アディクションに関するあなたの経験は,アディクションに苦しんでいる人々の気持ちを理解するのに役立ちます。そのような人々を慰めるとき,あなたの立ち直りの経験が役立ちます。

  • 立ち直りのステップに従ってきたことで,神の証人になりたいという望みはどのように増してきただろうか。

不完全であっても奉仕する

「神の完全な御子を除けば,神は不完全な人間を通してその業を行ってこられました。」(ジェフリー・R・ホランド「主よ,信じます」『リアホナ』2013年5月号,94)

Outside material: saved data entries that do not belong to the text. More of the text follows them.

//! Tesseract OCR backend implementation.
//!
//! Runs the `tesseract` CLI with TSV output so that word confidences come
//! back alongside the text. The backend only counts as available when the
//! traineddata for every configured language is installed.

use std::path::{Path, PathBuf};
use std::process::Command;
use std::sync::OnceLock;
use std::time::Instant;

use super::backend::{Language, OcrBackend, OcrBackendType, OcrConfig, OcrError, Recognition};
use super::util::check_binary;
use crate::model::PageImage;

const TSV_COLUMNS: usize = 12;

/// Tesseract OCR backend.
pub struct TesseractBackend {
    command: PathBuf,
    psm: u8,
    oem: u8,
    languages: Vec<Language>,
    installed: OnceLock<Option<Vec<String>>>,
}

impl TesseractBackend {
    /// Create a new Tesseract backend with default configuration.
    pub fn new() -> Self {
        Self::with_config(&OcrConfig::default())
    }

    /// Create a new Tesseract backend with custom configuration.
    pub fn with_config(config: &OcrConfig) -> Self {
        Self {
            command: config
                .tesseract_cmd
                .clone()
                .unwrap_or_else(|| PathBuf::from("tesseract")),
            psm: config.psm,
            oem: config.oem,
            languages: config.languages.clone(),
            installed: OnceLock::new(),
        }
    }

    /// Executable this backend runs.
    pub fn command(&self) -> &Path {
        &self.command
    }

    /// Languages reported by `tesseract --list-langs`, or `None` when the
    /// binary is missing or the list could not be read.
    pub fn installed_languages(&self) -> Option<&[String]> {
        self.installed
            .get_or_init(|| {
                if !check_binary(&self.command) {
                    return None;
                }
                match Command::new(&self.command).arg("--list-langs").output() {
                    Ok(output) if output.status.success() => {
                        // Older releases print the list on stderr.
                        let mut text = String::from_utf8_lossy(&output.stdout).into_owned();
                        text.push('\n');
                        text.push_str(&String::from_utf8_lossy(&output.stderr));
                        Some(parse_language_list(&text))
                    }
                    Ok(output) => {
                        log::warn!("tesseract --list-langs exited with {}", output.status);
                        None
                    }
                    Err(e) => {
                        log::warn!("Could not list tesseract languages: {}", e);
                        None
                    }
                }
            })
            .as_deref()
    }

    /// Traineddata codes for `languages` that are not installed.
    ///
    /// Empty when the installed list could not be read.
    pub fn missing_languages(&self, languages: &[Language]) -> Vec<&'static str> {
        let Some(installed) = self.installed_languages() else {
            return Vec::new();
        };
        let wanted = if languages.is_empty() {
            &[Language::Arabic, Language::English][..]
        } else {
            languages
        };
        wanted
            .iter()
            .map(|l| l.tesseract_code())
            .filter(|code| !installed.iter().any(|i| i == code))
            .collect()
    }

    fn missing_language_hint(missing: &[&str]) -> String {
        let packages = missing
            .iter()
            .map(|code| format!("tesseract-ocr-{}", code))
            .collect::<Vec<_>>()
            .join(" ");
        format!(
            "Tesseract is missing language data for {}. Install with: apt install {}",
            missing.join(", "),
            packages
        )
    }

    fn run_tesseract(&self, image_path: &Path, languages: &[Language]) -> Result<String, OcrError> {
        let langs = tesseract_languages(languages);
        let output = Command::new(&self.command)
            .arg(image_path)
            .arg("stdout")
            .args(["-l", &langs])
            .args(["--psm", &self.psm.to_string()])
            .args(["--oem", &self.oem.to_string()])
            .arg("tsv")
            .output();

        match output {
            Ok(output) => {
                if output.status.success() {
                    Ok(String::from_utf8_lossy(&output.stdout).to_string())
                } else {
                    let stderr = String::from_utf8_lossy(&output.stderr);
                    Err(OcrError::OcrFailed(format!("tesseract failed: {}", stderr.trim())))
                }
            }
            Err(e) if e.kind() == std::io::ErrorKind::NotFound => {
                Err(OcrError::BackendNotAvailable(format!(
                    "{} not found (install tesseract-ocr)",
                    self.command.display()
                )))
            }
            Err(e) => Err(OcrError::Io(e)),
        }
    }
}

impl Default for TesseractBackend {
    fn default() -> Self {
        Self::new()
    }
}

impl OcrBackend for TesseractBackend {
    fn backend_type(&self) -> OcrBackendType {
        OcrBackendType::Tesseract
    }

    fn is_available(&self) -> bool {
        check_binary(&self.command) && self.missing_languages(&self.languages).is_empty()
    }

    fn availability_hint(&self) -> String {
        if !check_binary(&self.command) {
            return "Tesseract not installed. Install with: apt install tesseract-ocr tesseract-ocr-ara"
                .to_string();
        }
        let missing = self.missing_languages(&self.languages);
        if !missing.is_empty() {
            return Self::missing_language_hint(&missing);
        }
        match self.installed_languages() {
            Some(installed) => format!("Tesseract is available ({})", installed.join(", ")),
            None => "Tesseract is available (language list unknown)".to_string(),
        }
    }

    fn recognize(&self, image: &PageImage, languages: &[Language]) -> Result<Recognition, OcrError> {
        let missing = self.missing_languages(languages);
        if !missing.is_empty() {
            return Err(OcrError::BackendNotAvailable(Self::missing_language_hint(
                &missing,
            )));
        }

        let start = Instant::now();
        let tsv = self.run_tesseract(image.path(), languages)?;
        let parsed = parse_tsv(&tsv)?;

        log::debug!(
            "tesseract page {}: {} words, confidence {:?}",
            image.page(),
            parsed.words,
            parsed.confidence
        );

        Ok(Recognition {
            text: parsed.text,
            confidence: parsed.confidence,
            backend: OcrBackendType::Tesseract,
            processing_time_ms: start.elapsed().as_millis() as u64,
        })
    }
}

/// Join language codes the way `-l` expects them (e.g. "ara+eng").
pub fn tesseract_languages(languages: &[Language]) -> String {
    if languages.is_empty() {
        return "ara+eng".to_string();
    }
    languages
        .iter()
        .map(|l| l.tesseract_code())
        .collect::<Vec<_>>()
        .join("+")
}

/// Read language codes from `tesseract --list-langs` output.
pub fn parse_language_list(output: &str) -> Vec<String> {
    output
        .lines()
        .map(str::trim)
        .filter(|l| !l.is_empty() && !l.starts_with("List of") && !l.contains(' '))
        .map(str::to_string)
        .collect()
}

/// Text and mean word confidence read from Tesseract TSV output.
#[derive(Debug, Clone, PartialEq)]
pub struct TsvText {
    pub text: String,
    pub confidence: Option<f32>,
    pub words: usize,
}

/// Parse Tesseract TSV output.
///
/// Words are joined with spaces within a line and lines with newlines.
/// Confidence is the mean of word confidences above zero, scaled to 0..=1.
pub fn parse_tsv(tsv: &str) -> Result<TsvText, OcrError> {
    let mut lines = tsv.lines();
    match lines.next() {
        Some(header) if header.starts_with("level") => {}
        Some(header) => {
            return Err(OcrError::InvalidOutput(format!(
                "unexpected TSV header: {}",
                header
            )))
        }
        None => {
            return Ok(TsvText {
                text: String::new(),
                confidence: None,
                words: 0,
            })
        }
    }

    let mut text_lines: Vec<String> = Vec::new();
    let mut current_key: Option<(u32, u32, u32)> = None;
    let mut conf_sum = 0.0f32;
    let mut conf_count = 0usize;
    let mut words = 0usize;

    for row in lines {
        let cols: Vec<&str> = row.splitn(TSV_COLUMNS, '\t').collect();
        if cols.len() < TSV_COLUMNS || cols[0] != "5" {
            continue;
        }
        let word = cols[11].trim();
        if word.is_empty() {
            continue;
        }

        let num = |i: usize| cols[i].parse::<u32>().unwrap_or(0);
        let key = (num(2), num(3), num(4));
        if current_key != Some(key) || text_lines.is_empty() {
            text_lines.push(String::new());
            current_key = Some(key);
        }
        if let Some(line) = text_lines.last_mut() {
            if !line.is_empty() {
                line.push(' ');
            }
            line.push_str(word);
        }
        words += 1;

        if let Ok(conf) = cols[10].trim().parse::<f32>() {
            if conf > 0.0 {
                conf_sum += conf / 100.0;
                conf_count += 1;
            }
        }
    }

    Ok(TsvText {
        text: text_lines.join("\n"),
        confidence: (conf_count > 0).then(|| conf_sum / conf_count as f32),
        words,
    })
}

「完璧な生活を生き,完璧な家族を持つ人などいません。もちろんわたしもそうです。同じように困難や自らの不甲斐なさを経験している人に共感しようと努めるとき,その人は苦労しているのは自分だけではないと感じることができます。だれもが,ほんとうに自分には居場所が確かにあり,自分がキリストのからだに属し,必要とされていると感じる必要があります。」(J・アネット・デニス「主のくびきは負いやすく,主の荷は軽いのです」『リアホナ』2022年11月号,82参照)

時として,わたしたちはこれらの原則をまだ完全には実践していないために,ほかの人々に立ち直りについて話す準備ができているか不安になることがあります。

  • 救い主は不完全な人々を通じて業を行われると知ることは,もっと進んで立ち直りの経験を分かち合うようになるために,どのような助けとなるだろうか。

救いを得させる神の力

「わたしは福音を恥としない。それは,ユダヤ人をはじめ,ギリシヤ人にも,すべて信じる者に,救を得させる神の力である。」(ローマ1:16

  • 立ち直りのプロセスを通じて経験してきた霊的な変化を振り返るとき,どのような思いや感情を抱くだろうか。

  • 立ち直りの経験を分かち合うのをためらっていないだろうか。もしそうであれば,なぜだろうか。

「あなたはどこでもわたしの望む所に行きなさい。あなたのなすべきことと行くべき所は,慰め主によってあなたに伝えられるであろう。

あなたは誘惑に陥って自分の報いを失うことのないように,常に祈りなさい。

最後まで忠実でありなさい。見よ,わたしはあなたとともにいる。これらの言葉は人から出ているものではなく,人々から出ているものでもなく,父の御心によって,わたし,すなわちあなたの贖い主であるイエス・キリストから出ているものである。」(教義と聖約31:11-13

聖文は,霊的な生き方を維持するための助言に満ちており,わたしたちが神のもとに戻れるよう導いてくれます。

  • この聖句の中に,どのような具体的な助言が見つかるだろうか。